At TPM, David Kurtz recently mused on the irrational secrecy which has cloaked the Office of the Vice Presidency’s staff list since Dick Cheney set up shop there. “It’s about a perverse sense of entitlement and a deep aversion to scrutiny and accountability,” wrote Kurtz. “”Time to shine some light on the OVP.”
If that’s not throwing down the gauntlet to the muckrakers, we don’t know what is.

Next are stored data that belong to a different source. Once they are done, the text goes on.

/// Settings of a [`DexClient`].
///
/// ```
/// let config = dexclient::ClientConfigBuilder::default()
///     .user_agent("my-reader/1.0")
///     .build()
///     .unwrap();
/// assert_eq!(config.base_url(), "https://api.mangadex.org");
/// ```
#[derive(Debug, Clone, Builder, Getters)]
#[builder(setter(into), default)]
#[getset(get = "pub")]
pub struct ClientConfig {
    base_url: String,
    /// Where page download results are reported.
    report_url: String,
    user_agent: String,
    #[builder(setter(into, strip_option))]
    timeout: Option<Duration>,
}

impl Default for ClientConfig {
    fn default() -> Self {
        Self {
            base_url: BASE_API.to_string(),
            report_url: REPORT_URL.to_string(),
            user_agent: concat!("dexclient/", env!("CARGO_PKG_VERSION")).to_string(),
            timeout: None,
        }
    }
}

impl From<ClientConfigBuilderError> for DexError {
    fn from(value: ClientConfigBuilderError) -> Self {
        DexError::ConfigError(value.to_string())
    }
}

/// Query string of a request, kept in insertion order.
#[derive(Debug, Clone, Default, PartialEq, Eq)]
pub struct Query {
    params: Vec<(String, String)>,
}

impl Query {
    pub fn new() -> Self {
        Self::default()
    }

    pub fn param(mut self, key: impl ToString, value: impl ToString) -> Self {
        self.params.push((key.to_string(), value.to_string()));
        self
    }

    pub fn limit(self, limit: u32) -> Self {
        self.param("limit", limit)
    }

    pub fn offset(self, offset: u32) -> Self {
        self.param("offset", offset)
    }

    pub fn id(self, id: impl ToString) -> Self {
        self.param("ids[]", id)
    }

    /// Expands a relationship type in the response, e.g. `"cover_art"`.
    pub fn include(self, kind: impl ToString) -> Self {
        self.param("includes[]", kind)
    }

    pub fn name(self, name: impl ToString) -> Self {
        self.param("name", name)
    }

    pub fn title(self, title: impl ToString) -> Self {
        self.param("title", title)
    }

    pub fn language(self, language: impl ToString) -> Self {
        self.param("translatedLanguage[]", language)
    }

    pub fn group(self, group: impl ToString) -> Self {
        self.param("groups[]", group)
    }

    pub fn manga(self, manga: impl ToString) -> Self {
        self.param("manga[]", manga)
    }

    pub fn content_rating(self, rating: impl ToString) -> Self {
        self.param("contentRating[]", rating)
    }

    pub fn order(self, field: &str, order: Order) -> Self {
        self.param(format!("order[{field}]"), order.as_str())
    }

    pub fn pairs(&self) -> &[(String, String)] {
        &self.params
    }
}
use super::Schema;
use crate::{Error, Result};

use std::collections::HashSet;

impl Schema {
    /// Checks that table ids are unique and that every foreign key names a
    /// table of this schema.
    pub fn verify(&self) -> Result<()> {
        let mut ids = HashSet::new();

        for table in &self.tables {
            if !ids.insert(&table.id) {
                return Err(Error::invalid_schema(format!(
                    "duplicate table id `{}`",
                    table.id
                )));
            }
        }

        for table in &self.tables {
            for column in &table.columns {
                if !column.is_foreign_key() {
                    continue;
                }

                let Some(foreign_key) = column.foreign_key() else {
                    return Err(Error::invalid_schema(format!(
                        "foreign key `{}.{}` has no foreignTableId",
                        table.name, column.name
                    )));
                };

                if !ids.contains(foreign_key.foreign_table_id) {
                    return Err(Error::invalid_schema(format!(
                        "foreign key `{}.{}` references unknown table `{}`",
                        table.name, column.name, foreign_key.foreign_table_id
                    )));
                }
            }
        }

        Ok(())
    }
}
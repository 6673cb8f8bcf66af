use crate::{Base, FieldList, Model, ModelList, ModelType};

use airstorm_core::{schema::TableId, Error, Formula, Result};
use indexmap::IndexMap;

/// The collection type synthesized for one table, e.g. `FruitList`.
///
/// Exposes every field of the model type as a [`FieldList`] under the
/// pluralized attribute name.
pub struct ModelListType {
    /// Same as the table id
    id: TableId,

    /// `<TypeName>List`
    name: String,

    field_lists: IndexMap<String, FieldList>,
}

impl ModelListType {
    pub(crate) fn new(model_type: &ModelType) -> ModelListType {
        let mut field_lists: IndexMap<String, FieldList> = IndexMap::new();

        for field in model_type.fields() {
            let field_list = FieldList::new(field.clone());

            if let Some(existing) = field_lists.get(field_list.attribute()) {
                log::warn!(
                    "field `{}` of {} pluralizes to `{}`, already used by field `{}`; skipping",
                    field.attribute(),
                    model_type.name(),
                    field_list.attribute(),
                    existing.field().attribute(),
                );
                continue;
            }

            field_lists.insert(field_list.attribute().to_string(), field_list);
        }

        ModelListType {
            id: model_type.id().clone(),
            name: format!("{}List", model_type.name()),
            field_lists,
        }
    }

    /// The table id
    pub fn id(&self) -> &TableId {
        &self.id
    }

    pub fn name(&self) -> &str {
        &self.name
    }

    pub fn field_list(&self, attribute: &str) -> Option<&FieldList> {
        self.field_lists.get(attribute)
    }

    pub fn field_lists(&self) -> impl ExactSizeIterator<Item = &FieldList> {
        self.field_lists.values()
    }

    /// Builds a list from `members`, which must all be records of this table.
    pub fn new_list(&self, base: &Base, members: impl IntoIterator<Item = Model>) -> Result<ModelList> {
        let members: Vec<_> = members.into_iter().collect();

        for model in &members {
            self.check_member(base, model)?;
        }

        Ok(ModelList::from_parts(self.id.clone(), members))
    }

    pub fn empty_list(&self) -> ModelList {
        ModelList::from_parts(self.id.clone(), vec![])
    }

    /// Selects the records matching `filter`, a formula of the remote service.
    ///
    /// An empty filter selects the whole table, locally when the table is
    /// indexed.
    pub async fn find(&self, base: &Base, filter: &str) -> Result<ModelList> {
        let model_type = base.model_type_by_id(&self.id)?;
        let filter = Formula::new(filter);
        let records = model_type.cache().select(Some(&filter)).await?;

        let members = records
            .into_keys()
            .map(|id| Model::new(self.id.clone(), id))
            .collect();

        Ok(ModelList::from_parts(self.id.clone(), members))
    }

    pub(crate) fn field_list_or_err(&self, attribute: &str) -> Result<&FieldList> {
        self.field_list(attribute)
            .ok_or_else(|| Error::unknown_attribute(&self.name, attribute))
    }

    pub(crate) fn check_member(&self, base: &Base, model: &Model) -> Result<()> {
        if model.table_id() == &self.id {
            return Ok(());
        }

        let expected = base.model_type_by_id(&self.id)?;
        let actual = base.model_type_by_id(model.table_id())?;
        Err(Error::model_type_mismatch(expected.name(), actual.name()))
    }
}

impl std::fmt::Debug for ModelListType {
    fn fmt(&self, fmt: &mut std::fmt::Formatter<'_>) -> std::fmt::Result {
        fmt.debug_struct("ModelListType")
            .field("id", &self.id)
            .field("name", &self.name)
            .field("field_lists", &self.field_lists.keys().collect::<Vec<_>>())
            .finish()
    }
}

We called Leadership Directories, Inc., a private company which publishes expensive telephone books listing federal officials. OVP routinely shares information on roughly 30 employees, they told us. Of course, that’s likely less than half the number of staffers in his office: in the January issue of the Washington Monthly, Laura Rozen estimates Cheney’s staff size to be 88, plus various experts assigned temporary duty to OVP by their federal agencies. (The largest concentration of staff in a single area is likely to be in Cheney’s national security staff: in 2005, Foreign Policy‘s David Rothkopf asserted (reg. req.) that Cheney has the largest national security staff of any vice president ever, with guesses ranging from 15 to 35 at any given time.)
Cheney’s office refuses to give any details to reporters. His office is exempt from the Freedom of Information Act, so any such request would be futile. What’s more, Cheney appears to have exempted his office from having to disclose the number of appointed officials in his ranks: all other agencies have to release theirs for a government directory known as the “Plum Book.”
Published every four years, the volume is supposed to list every position in the federal government that is assigned to a political appointee. Cheney’s list was a more dangerous secret than even the CIA’s. In the most recent edition published in 2004, the book shows the CIA as having eight such spots; it shows none for the vice president’s office. Instead there is a brief appendix (pdf) consisting of three rather wordy paragraphs that say a lot but say very little. It’s important to note that past vice presidents have complied with the law. For example, here and here.
Update: Two Cheney aides are named in the 2004 Plum Book after all, although they are listed under the “White House Office”: then-chief of staff Scooter Libby, and Brian D. Montgomery, “Deputy Assistant to the President, Deputy Director of Presidential Speechwriting and Assistant to the Vice President.”